MAHKEMESİ :Kadastro Mahkemesi

Taraflar arasındaki kadastro tespitine itiraz davasının yapılan duruşması sonunda kurulan hükmün Yargıtayca incelenmesi davacı Hazine vekili tarafından istenilmekle, süresinde olduğu anlaşılan temyiz dilekçesinin kabulüne karar verildikten sonra dosya incelendi, gereği düşünüldü:
K A R A R

Yörede 766 sayılı Yasa hükümlerine göre 06/10/1972 tarihinde yapılan genel arazi kadastrosu sırasında çekişmeli … Köyü 62, 67, 68, 248, 249 ve 250 parsel sayılı sırasıyla 44.700 m2, 30.000 m2, 23.000 m2, 33.900 m2, 24.900 m2, 75.300 m2 yüzölçümündeki taşınmazlar, Ağustos 1323 tarih 1, Temmuz 1942 tarih 11, Ağustos 1951 tarih 7 ve 9, Kasım 1957 tarih 5 ve Kasım 1962 tarih 35 nolu vd. tapu kayıtları ve 1937 tarih 199 – 200 nolu vergi kayıtlarına dayanılarak ve kazandırıcı zamanaşımı zilyetliği nedeniyle davalılar adlarına tesbit edilmiştir. 766 Sayılı Yasaya göre Hazine, Orman Yönetimi ve Gerçek kişiler tarafından yapılan itirazlar kadastro komisyonunca 06/04/1977 tarihinde taraf sıfatı gözetilmeksizin reddedilmiştir. Davacı Hazine, 11/12/1980 tarihli dava dilekçesinde 250 sayılı parselin Hazineye ait olduğu, dayanak tapu kayıtlarının toplam oniki adet parsele (12, 61, 62, 63, 67, 68, ve 245, 246, 247, 248, 249, 250 sayılı parseller) uygulandığını ve çekişmeli 250 sayılı parselin uygulanan tapu kayıtlarının miktar fazlası olduğunu ve taşınmazın Devlet Ormanından tahrip edilerek kazanıldığını iddia ederek davacı gerçek kişiler … … ve … … ise, çekişmeli 62, 67, 68, 248, 249 ve 250 sayılı parsellerde irsen ve intikalen gelen miras payları bulunduğu iddiasıyla dava açmışlardır. Mahkemece, davacıların davalarının reddine ve dava konusu … Köyü 62, 67, 68, 248, 249 ve 250 sayılı parsellerin mülkiyet sütununun iptali ile veraset ilamındaki hisseleri oranında tespitte olduğu gibi davalılar adına payları oranında tapuya kayıt ve tesciline karar verilmiş, hüküm davacı Hazine vekili tarafından temyiz edilmiştir. Gerçek kişilerin ve tutanaklara itiraz eden ancak davada taraf olarak gösterilmeyen Orman Yönetiminin temyizi bulunmamaktadır.
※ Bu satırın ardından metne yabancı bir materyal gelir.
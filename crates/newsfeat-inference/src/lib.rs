//! # newsfeat-inference
//!
//! Enrichment client for the newsfeat pipeline.
//!
//! Sends an article to an OpenAI-compatible chat endpoint (xAI Grok by
//! default), decodes the JSON reply and passes it through a strict
//! validation gate before handing back a typed
//! [`ExtractedFeatures`](newsfeat_core::ExtractedFeatures).
//!
//! ## Example
//!
//! ```rust,ignore
//! use newsfeat_core::FeatureExtractor;
//! use newsfeat_inference::GrokClient;
//!
//! let client = GrokClient::from_env()?;
//! client.connect().await?;
//! let features = client.extract_features(&article.content, &article.title).await?;
//! ```

pub mod grok;
pub mod prompt;
pub mod schema;

#[cfg(any(test, feature = "mock"))]
pub mod mock;

pub use grok::{GrokClient, GrokConfig, GrokErrorCode};
pub use schema::{validate_features, REQUIRED_FIELDS};
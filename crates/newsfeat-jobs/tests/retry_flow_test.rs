//! End-to-end retry behaviour of the consumer path.
//!
//! A broker stand-in feeds published work items back through
//! `process_delivery` and the `RetryScheduler`, with the tokio clock paused
//! so the real backoff delays can be measured.

mod common;

use std::sync::Arc;
use std::time::Duration;

use tokio::sync::mpsc;
use tokio::time::Instant;
use tokio_util::sync::CancellationToken;

use common::{ChannelPublisher, InMemoryStore, RecordingAcker, Settled};
use newsfeat_core::{ArticleStatus, QueueMetrics, WorkPublisher};
use newsfeat_inference::mock::MockExtractor;
use newsfeat_jobs::queue::{message, process_delivery, MessageOutcome, RedeliveryPolicy};
use newsfeat_jobs::{ExtractionPipeline, RetryScheduler};

#[tokio::test(start_paused = true)]
async fn test_missing_article_is_retried_then_dead_lettered() {
    let store = Arc::new(InMemoryStore::default());
    let extractor = MockExtractor::new();
    let pipeline = ExtractionPipeline::new(store.clone(), store.clone(), Arc::new(extractor.clone()));
    pipeline.mark_ready();

    let (tx, mut rx) = mpsc::unbounded_channel();
    let publisher: Arc<dyn WorkPublisher> = Arc::new(ChannelPublisher(tx));
    let scheduler = RetryScheduler::new(publisher.clone(), CancellationToken::new());
    let policy = RedeliveryPolicy::new(3, Duration::from_secs(60));
    let metrics = QueueMetrics::new();

    let start = Instant::now();
    publisher.publish(123, 0).await.unwrap();

    let mut deliveries = Vec::new();
    let mut outcomes = Vec::new();
    loop {
        let item = rx.recv().await.unwrap();
        deliveries.push((item.retry_count, start.elapsed()));

        let acker = RecordingAcker::default();
        let body = message::encode(&item).unwrap();
        let outcome = process_delivery(&body, &acker, &pipeline, &policy, &metrics).await;
        assert_eq!(acker.settled(), vec![Settled::Reject]);

        let dead_lettered = matches!(outcome, MessageOutcome::DeadLettered { .. });
        match &outcome {
            MessageOutcome::Retry {
                article_id,
                next_retry_count,
                delay,
            } => scheduler.schedule(*article_id, *next_retry_count, *delay),
            MessageOutcome::DeadLettered { .. } => {}
            other => panic!("unexpected outcome {:?}", other),
        }
        outcomes.push(outcome);
        if dead_lettered {
            break;
        }
    }

    let counts: Vec<u32> = deliveries.iter().map(|(c, _)| *c).collect();
    assert_eq!(counts, vec![0, 1, 2, 3]);

    // Each republish waits at least retry_delay * 2^retry_count.
    let gaps: Vec<Duration> = deliveries.windows(2).map(|w| w[1].1 - w[0].1).collect();
    assert!(gaps[0] >= Duration::from_secs(60));
    assert!(gaps[1] >= Duration::from_secs(120));
    assert!(gaps[2] >= Duration::from_secs(240));
    assert!(gaps[0] < gaps[1] && gaps[1] < gaps[2]);

    assert_eq!(
        outcomes.last(),
        Some(&MessageOutcome::DeadLettered {
            article_id: 123,
            retry_count: 3
        })
    );

    // Nothing further is republished after dead-lettering.
    let extra = tokio::time::timeout(Duration::from_secs(3600), rx.recv()).await;
    assert!(extra.is_err());
    assert_eq!(scheduler.pending(), 0);

    assert_eq!(metrics.messages_retried.get(), 3);
    assert_eq!(metrics.messages_dead_lettered.get(), 1);
    assert_eq!(metrics.messages_consumed.get(), 0);

    assert!(extractor.calls().is_empty());
    assert!(store.records().is_empty());
    assert!(!store.status_history(123).contains(&ArticleStatus::Failed));
}

#[tokio::test(start_paused = true)]
async fn test_transient_failure_recovers_on_retry() {
    use newsfeat_core::FailureKind;
    use newsfeat_inference::mock::MockOutcome;

    let store = Arc::new(InMemoryStore::default().with_article(7, "Başlık", "Haber metni"));
    let extractor = MockExtractor::new().then(MockOutcome::Fail(FailureKind::TransientApi));
    let pipeline = ExtractionPipeline::new(store.clone(), store.clone(), Arc::new(extractor.clone()));
    pipeline.mark_ready();

    let (tx, mut rx) = mpsc::unbounded_channel();
    let publisher: Arc<dyn WorkPublisher> = Arc::new(ChannelPublisher(tx));
    let scheduler = RetryScheduler::new(publisher.clone(), CancellationToken::new());
    let policy = RedeliveryPolicy::new(3, Duration::from_secs(60));
    let metrics = QueueMetrics::new();

    publisher.publish(7, 0).await.unwrap();

    let first = rx.recv().await.unwrap();
    let outcome = process_delivery(
        &message::encode(&first).unwrap(),
        &RecordingAcker::default(),
        &pipeline,
        &policy,
        &metrics,
    )
    .await;
    match outcome {
        MessageOutcome::Retry {
            article_id,
            next_retry_count,
            delay,
        } => scheduler.schedule(article_id, next_retry_count, delay),
        other => panic!("expected retry, got {:?}", other),
    }

    let second = rx.recv().await.unwrap();
    assert_eq!(second.retry_count, 1);
    let acker = RecordingAcker::default();
    let outcome = process_delivery(
        &message::encode(&second).unwrap(),
        &acker,
        &pipeline,
        &policy,
        &metrics,
    )
    .await;

    assert_eq!(outcome, MessageOutcome::Acked { article_id: 7 });
    assert_eq!(acker.settled(), vec![Settled::Ack]);
    assert_eq!(store.records().len(), 1);
    assert_eq!(
        store.status_history(7),
        vec![
            ArticleStatus::Processing,
            ArticleStatus::Failed,
            ArticleStatus::Processing,
            ArticleStatus::Success,
        ]
    );
    assert_eq!(extractor.calls().len(), 2);
}

#[tokio::test]
async fn test_unparsable_body_is_dead_lettered_on_first_delivery() {
    let store = Arc::new(InMemoryStore::default());
    let pipeline = ExtractionPipeline::new(store.clone(), store, Arc::new(MockExtractor::new()));
    pipeline.mark_ready();
    let metrics = QueueMetrics::new();
    let acker = RecordingAcker::default();

    let outcome = process_delivery(
        br#"{"retry_count": 0}"#,
        &acker,
        &pipeline,
        &RedeliveryPolicy::new(3, Duration::from_secs(60)),
        &metrics,
    )
    .await;

    assert!(matches!(outcome, MessageOutcome::Malformed { .. }));
    assert_eq!(acker.settled(), vec![Settled::Reject]);
    assert_eq!(metrics.parse_errors.get(), 1);
    assert_eq!(metrics.messages_retried.get(), 0);
}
Dava kadastro tespitine itiraza ilişkindir.
Çekişmeli taşınmazların bulunduğu yerde tesbit ve itiraz tarihinden sonra 1744 Sayılı Yasaya göre 22/03/1974 tarihinde ilanı yapılıp, tespit tarihine göre kesinleşmeyen orman kadastrosu ve 2. madde uygulaması ile 3302 Sayılı Yasaya göre 06/05/2008 tarihinde ilanı yapılıp dava nedeniyle kesinleşmeyen 2/B madde uygulaması vardır.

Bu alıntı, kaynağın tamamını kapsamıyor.